[[ Entries supplied, beginning ]]
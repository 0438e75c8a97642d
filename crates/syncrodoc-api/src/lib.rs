pub mod auth;
pub mod error;
pub mod extract;
pub mod middleware;
pub mod password;
pub mod rate_limit;
pub mod router;
pub mod token;

use std::sync::Arc;

use syncrodoc_db::Database;

use crate::token::TokenIssuer;

pub type AppState = Arc<AppStateInner>;

pub struct AppStateInner {
    pub db: Database,
    pub tokens: TokenIssuer,
}
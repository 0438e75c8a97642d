use std::sync::LazyLock;

use axum::{Extension, extract::State, http::StatusCode, response::IntoResponse};
use chrono::Utc;
use regex::Regex;
use tokio::task;
use tracing::{error, info};

use syncrodoc_db::models::UserRow;
use syncrodoc_types::api::{
    AuthResponse, Claims, HealthResponse, LoginRequest, MessageResponse, ProfileResponse,
    RegisterRequest, UserProfile, VerifyResponse,
};

use crate::{AppState, error::ApiError, extract::Json, password};

/// Basic syntactic check only: something, an @, something, a dot, something.
static EMAIL_RE: LazyLock<Regex> =
    LazyLock::new(|| Regex::new(r"^[^\s@]+@[^\s@]+\.[^\s@]+$").expect("email regex"));

const MIN_PASSWORD_LEN: usize = 8;

fn profile_of(user: UserRow) -> UserProfile {
    UserProfile {
        id: user.id,
        username: user.username,
        email: user.email,
        created_at: Some(user.created_at),
    }
}

pub async fn register(
    State(state): State<AppState>,
    Json(req): Json<RegisterRequest>,
) -> Result<impl IntoResponse, ApiError> {
    // Validation order: presence, email shape, confirmation, length.
    if req.username.is_empty()
        || req.email.is_empty()
        || req.password.is_empty()
        || req.confirm_password.is_empty()
    {
        return Err(ApiError::Validation("All fields are required".into()));
    }
    if !EMAIL_RE.is_match(&req.email) {
        return Err(ApiError::Validation("Invalid email address".into()));
    }
    if req.password != req.confirm_password {
        return Err(ApiError::Validation("Passwords do not match".into()));
    }
    if req.password.chars().count() < MIN_PASSWORD_LEN {
        return Err(ApiError::Validation(
            "Password must be at least 8 characters".into(),
        ));
    }

    // bcrypt is CPU-bound; keep it off the I/O workers.
    let plaintext = req.password;
    let digest = task::spawn_blocking(move || password::hash_password(&plaintext))
        .await
        .map_err(|e| {
            error!(error = %e, "password hashing task failed");
            ApiError::Internal
        })?
        .map_err(|e| {
            error!(error = %e, "password hashing failed");
            ApiError::Internal
        })?;

    // UNIQUE constraints do the duplicate check atomically; a collision
    // comes back as DuplicateIdentity via the StoreError conversion.
    let user = state.db.create_user(&req.username, &req.email, &digest)?;

    let token = state
        .tokens
        .issue(user.id, &user.username, &user.email)
        .map_err(|e| {
            error!(error = %e, "token signing failed");
            ApiError::Internal
        })?;

    info!(user_id = user.id, username = %user.username, "user registered");

    Ok((
        StatusCode::CREATED,
        Json(AuthResponse {
            message: "User registered successfully".into(),
            token,
            user: profile_of(user),
        }),
    ))
}

pub async fn login(
    State(state): State<AppState>,
    Json(req): Json<LoginRequest>,
) -> Result<Json<AuthResponse>, ApiError> {
    if req.username.is_empty() || req.password.is_empty() {
        return Err(ApiError::Validation(
            "Username/email and password are required".into(),
        ));
    }

    // The identifier may be either the username or the email. An unknown
    // identifier and a wrong password produce the same error.
    let user = state
        .db
        .find_by_identifier(&req.username)?
        .ok_or(ApiError::InvalidCredentials)?;

    let candidate = req.password;
    let digest = user.password_hash.clone();
    let valid = task::spawn_blocking(move || password::verify_password(&candidate, &digest))
        .await
        .map_err(|e| {
            error!(error = %e, "password verification task failed");
            ApiError::Internal
        })?;

    if !valid {
        return Err(ApiError::InvalidCredentials);
    }

    let token = state
        .tokens
        .issue(user.id, &user.username, &user.email)
        .map_err(|e| {
            error!(error = %e, "token signing failed");
            ApiError::Internal
        })?;

    info!(user_id = user.id, "login succeeded");

    Ok(Json(AuthResponse {
        message: "Login successful".into(),
        token,
        user: profile_of(user),
    }))
}

/// The middleware already validated the token; echo the claims back.
pub async fn verify(Extension(claims): Extension<Claims>) -> Json<VerifyResponse> {
    Json(VerifyResponse {
        message: "Token is valid".into(),
        user: claims.profile(),
    })
}

/// Stateless: tokens cannot be revoked before expiry, so logout only
/// confirms receipt. The client discards its copy.
pub async fn logout(Extension(_claims): Extension<Claims>) -> Json<MessageResponse> {
    Json(MessageResponse {
        message: "Logged out successfully".into(),
    })
}

pub async fn profile(Extension(claims): Extension<Claims>) -> Json<ProfileResponse> {
    Json(ProfileResponse {
        user: claims.profile(),
    })
}

pub async fn health() -> Json<HealthResponse> {
    Json(HealthResponse {
        status: "ok".into(),
        timestamp: Utc::now(),
    })
}
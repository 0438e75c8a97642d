use std::collections::HashMap;
use std::net::SocketAddr;
use std::sync::{Arc, Mutex};
use std::time::{Duration, Instant};

use axum::{
    extract::{ConnectInfo, Request, State},
    middleware::Next,
    response::Response,
};

use crate::error::ApiError;

/// Fixed-window request limiter. One instance guards one route group, owned
/// by the router rather than living in a process-global.
pub struct RateLimiter {
    max: u32,
    window: Duration,
    windows: Mutex<HashMap<String, (u32, Instant)>>,
}

impl RateLimiter {
    pub fn new(max: u32, window: Duration) -> Arc<Self> {
        Arc::new(Self {
            max,
            window,
            windows: Mutex::new(HashMap::new()),
        })
    }

    /// Record a hit for `client`. Past the ceiling, returns the seconds left
    /// in the current window.
    pub fn check(&self, client: &str) -> Result<(), u64> {
        let mut windows = self.windows.lock().unwrap_or_else(|e| e.into_inner());
        let now = Instant::now();

        // The key is attacker-influenced (X-Forwarded-For), so expired
        // windows are swept on every hit; keys never seen again must not
        // accumulate.
        windows.retain(|_, (_, start)| now.duration_since(*start) <= self.window);

        let entry = windows.entry(client.to_string()).or_insert((0, now));

        if entry.0 >= self.max {
            let retry_after = self
                .window
                .checked_sub(now.duration_since(entry.1))
                .unwrap_or_default()
                .as_secs();
            return Err(retry_after.max(1));
        }

        entry.0 += 1;
        Ok(())
    }
}

pub async fn limit(
    State(limiter): State<Arc<RateLimiter>>,
    req: Request,
    next: Next,
) -> Result<Response, ApiError> {
    match limiter.check(&client_key(&req)) {
        Ok(()) => Ok(next.run(req).await),
        Err(retry_after) => Err(ApiError::RateExceeded { retry_after }),
    }
}

/// Client identity for limiting: first X-Forwarded-For hop when behind a
/// proxy, otherwise the peer address.
fn client_key(req: &Request) -> String {
    req.headers()
        .get("x-forwarded-for")
        .and_then(|v| v.to_str().ok())
        .map(|s| s.split(',').next().unwrap_or(s).trim().to_string())
        .or_else(|| {
            req.extensions()
                .get::<ConnectInfo<SocketAddr>>()
                .map(|info| info.0.ip().to_string())
        })
        .unwrap_or_else(|| "unknown".to_string())
}
use reqwest::Client;
use serde::de::DeserializeOwned;

use syncrodoc_types::api::{
    AuthResponse, ErrorResponse, LoginRequest, ProfileResponse, RegisterRequest, UserProfile,
};

use crate::error::ClientError;
use crate::session::{SessionCache, SessionEntry};

/// HTTP client for the auth API with browser-style session handling:
/// successful register/login store the token, authenticated calls attach it,
/// logout discards it.
pub struct AuthClient {
    http: Client,
    base_url: String,
    cache: SessionCache,
}

impl AuthClient {
    pub fn new(base_url: impl Into<String>, cache: SessionCache) -> Self {
        let mut base_url = base_url.into();
        while base_url.ends_with('/') {
            base_url.pop();
        }
        Self {
            http: Client::new(),
            base_url,
            cache,
        }
    }

    pub fn cache(&self) -> &SessionCache {
        &self.cache
    }

    pub fn is_authenticated(&self) -> bool {
        self.cache.has_token()
    }

    fn url(&self, path: &str) -> String {
        format!("{}{}", self.base_url, path)
    }

    pub async fn register(
        &self,
        username: &str,
        email: &str,
        password: &str,
        confirm_password: &str,
    ) -> Result<UserProfile, ClientError> {
        let req = RegisterRequest {
            username: username.into(),
            email: email.into(),
            password: password.into(),
            confirm_password: confirm_password.into(),
        };
        let resp = self
            .http
            .post(self.url("/api/auth/register"))
            .json(&req)
            .send()
            .await?;
        let auth: AuthResponse = parse(resp).await?;

        self.cache.save(&SessionEntry {
            token: auth.token,
            user: auth.user.clone(),
        })?;
        Ok(auth.user)
    }

    /// `identifier` may be the username or the email.
    pub async fn login(
        &self,
        identifier: &str,
        password: &str,
    ) -> Result<UserProfile, ClientError> {
        let req = LoginRequest {
            username: identifier.into(),
            password: password.into(),
        };
        let resp = self
            .http
            .post(self.url("/api/auth/login"))
            .json(&req)
            .send()
            .await?;
        let auth: AuthResponse = parse(resp).await?;

        self.cache.save(&SessionEntry {
            token: auth.token,
            user: auth.user.clone(),
        })?;
        Ok(auth.user)
    }

    /// Best-effort server notification; the local session is cleared no
    /// matter what the server says (or whether it can be reached at all).
    pub async fn logout(&self) -> Result<(), ClientError> {
        if let Some(token) = self.cache.token() {
            let _ = self
                .http
                .post(self.url("/api/auth/logout"))
                .bearer_auth(token)
                .send()
                .await;
        }
        self.cache.clear()
    }

    /// Ask the server whether the cached token is still good. False on any
    /// failure, including transport errors.
    pub async fn verify(&self) -> bool {
        let Some(token) = self.cache.token() else {
            return false;
        };
        match self
            .http
            .post(self.url("/api/auth/verify"))
            .bearer_auth(token)
            .send()
            .await
        {
            Ok(resp) => resp.status().is_success(),
            Err(_) => false,
        }
    }

    pub async fn profile(&self) -> Result<UserProfile, ClientError> {
        let token = self.cache.token().ok_or(ClientError::NoSession)?;
        let resp = self
            .http
            .get(self.url("/api/auth/profile"))
            .bearer_auth(token)
            .send()
            .await?;
        let profile: ProfileResponse = parse(resp).await?;
        Ok(profile.user)
    }

    /// Startup path: a cached token is only trusted after the server
    /// revalidates it. A stale or tampered record is cleared, not honored.
    pub async fn restore_session(&self) -> Result<Option<UserProfile>, ClientError> {
        if !self.cache.has_token() {
            return Ok(None);
        }
        if self.verify().await {
            Ok(self.cache.load().map(|entry| entry.user))
        } else {
            self.cache.clear()?;
            Ok(None)
        }
    }
}

async fn parse<T: DeserializeOwned>(resp: reqwest::Response) -> Result<T, ClientError> {
    let status = resp.status();
    if status.is_success() {
        return Ok(resp.json::<T>().await?);
    }

    let message = match resp.json::<ErrorResponse>().await {
        Ok(body) => body.message,
        Err(_) => status
            .canonical_reason()
            .unwrap_or("request failed")
            .to_string(),
    };
    Err(ClientError::Api {
        status: status.as_u16(),
        message,
    })
}
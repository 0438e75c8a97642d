use chrono::{DateTime, Duration, Utc};
use jsonwebtoken::{
    Algorithm, DecodingKey, EncodingKey, Header, Validation, decode, encode, errors::ErrorKind,
};
use thiserror::Error;

use syncrodoc_types::api::Claims;

/// Token lifetime: 24 hours from issuance.
const TOKEN_TTL_HOURS: i64 = 24;

#[derive(Debug, Error)]
pub enum TokenError {
    #[error("token expired")]
    Expired,

    #[error("invalid token")]
    Invalid,

    #[error("failed to sign token: {0}")]
    Signing(String),
}

/// Issues and verifies HS256 bearer tokens. Both keys are derived once from
/// the configured secret; nothing here reads ambient state at request time.
pub struct TokenIssuer {
    encoding_key: EncodingKey,
    decoding_key: DecodingKey,
}

impl TokenIssuer {
    pub fn new(secret: &str) -> Self {
        Self {
            encoding_key: EncodingKey::from_secret(secret.as_bytes()),
            decoding_key: DecodingKey::from_secret(secret.as_bytes()),
        }
    }

    pub fn issue(&self, id: i64, username: &str, email: &str) -> Result<String, TokenError> {
        self.issue_at(id, username, email, Utc::now())
    }

    fn issue_at(
        &self,
        id: i64,
        username: &str,
        email: &str,
        now: DateTime<Utc>,
    ) -> Result<String, TokenError> {
        let claims = Claims {
            sub: id,
            username: username.to_string(),
            email: email.to_string(),
            iat: now.timestamp(),
            exp: (now + Duration::hours(TOKEN_TTL_HOURS)).timestamp(),
        };

        encode(&Header::new(Algorithm::HS256), &claims, &self.encoding_key)
            .map_err(|e| TokenError::Signing(e.to_string()))
    }

    /// Verification is a pure function of the token and the secret: no
    /// session table exists, so a valid unexpired signature is the whole
    /// story (and pre-expiry revocation is impossible by construction).
    pub fn verify(&self, token: &str) -> Result<Claims, TokenError> {
        let validation = Validation::new(Algorithm::HS256);

        decode::<Claims>(token, &self.decoding_key, &validation)
            .map(|data| data.claims)
            .map_err(|e| match e.kind() {
                ErrorKind::ExpiredSignature => TokenError::Expired,
                _ => TokenError::Invalid,
            })
    }
}
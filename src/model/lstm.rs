//! LSTM for time series prediction
//!
//! Multi-layer LSTM cells encode each input sequence into a final hidden
//! state; a linear head maps that state to the prediction. Training
//! updates the head with analytic MAE gradients through an optimizer,
//! leaving the recurrent weights as a fixed random encoder.

use crate::model::config::LstmConfig;
use crate::model::optimizer::Optimizer;
use ndarray::{s, Array1, Array2, Array3, Axis};
use ndarray_rand::rand_distr::Uniform;
use ndarray_rand::RandomExt;
use rand::rngs::StdRng;
use rand::{Rng, SeedableRng};

/// One LSTM cell: the four gates of a single layer.
#[derive(Debug, Clone)]
pub struct LstmCell {
    pub input_size: usize,
    pub hidden_size: usize,

    // Input gate
    w_ii: Array2<f64>,
    w_hi: Array2<f64>,
    b_i: Array1<f64>,

    // Forget gate
    w_if: Array2<f64>,
    w_hf: Array2<f64>,
    b_f: Array1<f64>,

    // Cell candidate
    w_ig: Array2<f64>,
    w_hg: Array2<f64>,
    b_g: Array1<f64>,

    // Output gate
    w_io: Array2<f64>,
    w_ho: Array2<f64>,
    b_o: Array1<f64>,
}

impl LstmCell {
    pub fn new(input_size: usize, hidden_size: usize) -> Self {
        let limit = (1.0 / hidden_size as f64).sqrt();

        Self {
            input_size,
            hidden_size,
            w_ii: Array2::random((hidden_size, input_size), Uniform::new(-limit, limit)),
            w_hi: Array2::random((hidden_size, hidden_size), Uniform::new(-limit, limit)),
            b_i: Array1::zeros(hidden_size),
            w_if: Array2::random((hidden_size, input_size), Uniform::new(-limit, limit)),
            w_hf: Array2::random((hidden_size, hidden_size), Uniform::new(-limit, limit)),
            // Forget bias starts at 1 so early training retains state
            b_f: Array1::from_elem(hidden_size, 1.0),
            w_ig: Array2::random((hidden_size, input_size), Uniform::new(-limit, limit)),
            w_hg: Array2::random((hidden_size, hidden_size), Uniform::new(-limit, limit)),
            b_g: Array1::zeros(hidden_size),
            w_io: Array2::random((hidden_size, input_size), Uniform::new(-limit, limit)),
            w_ho: Array2::random((hidden_size, hidden_size), Uniform::new(-limit, limit)),
            b_o: Array1::zeros(hidden_size),
        }
    }

    /// One time step: returns the next (hidden, cell) state pair.
    pub fn forward(
        &self,
        x: &Array1<f64>,
        h_prev: &Array1<f64>,
        c_prev: &Array1<f64>,
    ) -> (Array1<f64>, Array1<f64>) {
        let i_gate = sigmoid(&(self.w_ii.dot(x) + self.w_hi.dot(h_prev) + &self.b_i));
        let f_gate = sigmoid(&(self.w_if.dot(x) + self.w_hf.dot(h_prev) + &self.b_f));
        let g = tanh(&(self.w_ig.dot(x) + self.w_hg.dot(h_prev) + &self.b_g));
        let o_gate = sigmoid(&(self.w_io.dot(x) + self.w_ho.dot(h_prev) + &self.b_o));

        let c_next = &f_gate * c_prev + &i_gate * &g;
        let h_next = &o_gate * &tanh(&c_next);

        (h_next, c_next)
    }

    /// Zero-initialized (hidden, cell) state.
    pub fn init_hidden(&self) -> (Array1<f64>, Array1<f64>) {
        (
            Array1::zeros(self.hidden_size),
            Array1::zeros(self.hidden_size),
        )
    }
}

/// Stacked LSTM with a linear output head.
#[derive(Debug, Clone)]
pub struct Lstm {
    pub config: LstmConfig,
    cells: Vec<LstmCell>,
    w_out: Array2<f64>,
    b_out: Array1<f64>,
    rng: StdRng,
}

impl Lstm {
    pub fn from_config(config: LstmConfig) -> Self {
        let mut cells = Vec::with_capacity(config.num_layers);

        // First layer consumes the input features
        cells.push(LstmCell::new(config.input_size, config.hidden_size));
        for _ in 1..config.num_layers {
            cells.push(LstmCell::new(config.hidden_size, config.hidden_size));
        }

        let limit = (1.0 / config.hidden_size as f64).sqrt();
        let w_out = Array2::random(
            (config.output_size, config.hidden_size),
            Uniform::new(-limit, limit),
        );
        let b_out = Array1::zeros(config.output_size);

        Self {
            config,
            cells,
            w_out,
            b_out,
            rng: StdRng::from_entropy(),
        }
    }

    /// Encode each sample of a `(batch, seq_len, features)` input into its
    /// final hidden state, `(batch, hidden)`.
    fn encode_batch(&self, x: &Array3<f64>) -> Array2<f64> {
        let batch_size = x.shape()[0];
        let seq_len = x.shape()[1];

        let mut hidden = Array2::zeros((batch_size, self.config.hidden_size));

        for b in 0..batch_size {
            let mut states: Vec<(Array1<f64>, Array1<f64>)> =
                self.cells.iter().map(|cell| cell.init_hidden()).collect();

            for t in 0..seq_len {
                let mut layer_input: Array1<f64> = x.slice(s![b, t, ..]).to_owned();

                for (layer_idx, cell) in self.cells.iter().enumerate() {
                    let (h_prev, c_prev) = &states[layer_idx];
                    let (h_next, c_next) = cell.forward(&layer_input, h_prev, c_prev);
                    layer_input = h_next.clone();
                    states[layer_idx] = (h_next, c_next);
                }
            }

            let final_hidden = &states[self.cells.len() - 1].0;
            hidden.row_mut(b).assign(final_hidden);
        }

        hidden
    }

    fn project(&self, hidden: &Array2<f64>) -> Array2<f64> {
        hidden.dot(&self.w_out.t()) + &self.b_out
    }

    /// Inverted dropout on the encoded states, training only.
    fn apply_dropout(&mut self, hidden: &mut Array2<f64>) {
        let p = self.config.dropout;
        if p <= 0.0 {
            return;
        }
        let scale = 1.0 / (1.0 - p);
        for value in hidden.iter_mut() {
            if self.rng.gen::<f64>() < p {
                *value = 0.0;
            } else {
                *value *= scale;
            }
        }
    }

    /// Forward pass without dropout or parameter mutation.
    pub fn predict(&self, x: &Array3<f64>) -> Array2<f64> {
        let hidden = self.encode_batch(x);
        self.project(&hidden)
    }

    /// One training step on a batch: forward with dropout, MAE gradient
    /// through the output head, optimizer update. Returns the predictions
    /// the gradients were computed from.
    pub fn train_batch(
        &mut self,
        x: &Array3<f64>,
        y: &Array2<f64>,
        optimizer: &mut dyn Optimizer,
    ) -> Array2<f64> {
        let mut hidden = self.encode_batch(x);
        self.apply_dropout(&mut hidden);
        let predictions = self.project(&hidden);

        // d mean(|pred - y|) / d pred
        let n = predictions.len() as f64;
        let dpred = (&predictions - y).mapv(|d| {
            if d == 0.0 {
                0.0
            } else {
                d.signum() / n
            }
        });

        let grad_w = dpred.t().dot(&hidden);
        let grad_b = dpred.sum_axis(Axis(0));

        optimizer.update_weights(&mut self.w_out, &grad_w);
        optimizer.update_biases(&mut self.b_out, &grad_b);

        predictions
    }
}

fn sigmoid(x: &Array1<f64>) -> Array1<f64> {
    x.mapv(|v| 1.0 / (1.0 + (-v).exp()))
}

fn tanh(x: &Array1<f64>) -> Array1<f64> {
    x.mapv(|v| v.tanh())
}

#[cfg(test)]
mod tests {
    use super::*;
    use crate::metrics::mae;
    use crate::model::optimizer::Adam;
    use ndarray::Array3;

    #[test]
    fn test_cell_shapes() {
        let cell = LstmCell::new(5, 10);
        let x = Array1::zeros(5);
        let (h, c) = cell.init_hidden();

        let (h_next, c_next) = cell.forward(&x, &h, &c);
        assert_eq!(h_next.len(), 10);
        assert_eq!(c_next.len(), 10);
    }

    #[test]
    fn test_predict_shape() {
        let model = Lstm::from_config(LstmConfig::new(3, 16, 2).with_layers(2));
        let x = Array3::zeros((4, 10, 3));
        let out = model.predict(&x);
        assert_eq!(out.dim(), (4, 2));
        assert!(out.iter().all(|v| v.is_finite()));
    }

    #[test]
    fn test_predict_has_no_side_effects() {
        let model = Lstm::from_config(LstmConfig::new(2, 8, 1));
        let x = Array3::from_shape_fn((3, 5, 2), |(b, t, f)| (b + t + f) as f64 * 0.1);
        let a = model.predict(&x);
        let b = model.predict(&x);
        assert_eq!(a, b);
    }

    #[test]
    fn test_training_reduces_loss_on_constant_target() {
        let mut model = Lstm::from_config(LstmConfig::new(1, 8, 1));
        let mut optimizer = Adam::new(0.01);

        let x = Array3::from_shape_fn((8, 5, 1), |(b, t, _)| ((b + t) as f64).sin());
        let y = Array2::zeros((8, 1));

        let initial = mae(&y, &model.predict(&x));
        for _ in 0..300 {
            model.train_batch(&x, &y, &mut optimizer);
        }
        let trained = mae(&y, &model.predict(&x));

        assert!(trained < initial, "loss {trained} not below {initial}");
    }
}
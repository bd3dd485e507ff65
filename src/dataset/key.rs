//! Composite key identifying one forecasting task

use serde::{Deserialize, Serialize};
use std::fmt;

/// Identifies a (window_size, horizon) task, optionally narrowed to a
/// single stock.
///
/// Replaces ad-hoc tuple keys with a value type that hashes structurally.
/// `Display` renders the textual form used as a JSON object key in the
/// persisted summary: `(30, 1)` or `(30, 1, 'ABG')`.
#[derive(Debug, Clone, PartialEq, Eq, Hash, Serialize, Deserialize)]
pub struct TaskKey {
    pub window_size: usize,
    pub horizon: usize,
    pub entity: Option<String>,
}

impl TaskKey {
    /// Task over all stocks at once.
    pub fn new(window_size: usize, horizon: usize) -> Self {
        Self {
            window_size,
            horizon,
            entity: None,
        }
    }

    /// Task projected to a single stock column.
    pub fn for_entity(window_size: usize, horizon: usize, entity: impl Into<String>) -> Self {
        Self {
            window_size,
            horizon,
            entity: Some(entity.into()),
        }
    }
}

impl fmt::Display for TaskKey {
    fn fmt(&self, f: &mut fmt::Formatter<'_>) -> fmt::Result {
        match &self.entity {
            Some(entity) => write!(f, "({}, {}, '{}')", self.window_size, self.horizon, entity),
            None => write!(f, "({}, {})", self.window_size, self.horizon),
        }
    }
}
[[ Entries supplied, end ]]
Count the lines above in which the string "LazyLock" occurs, and write the number with no other text.

3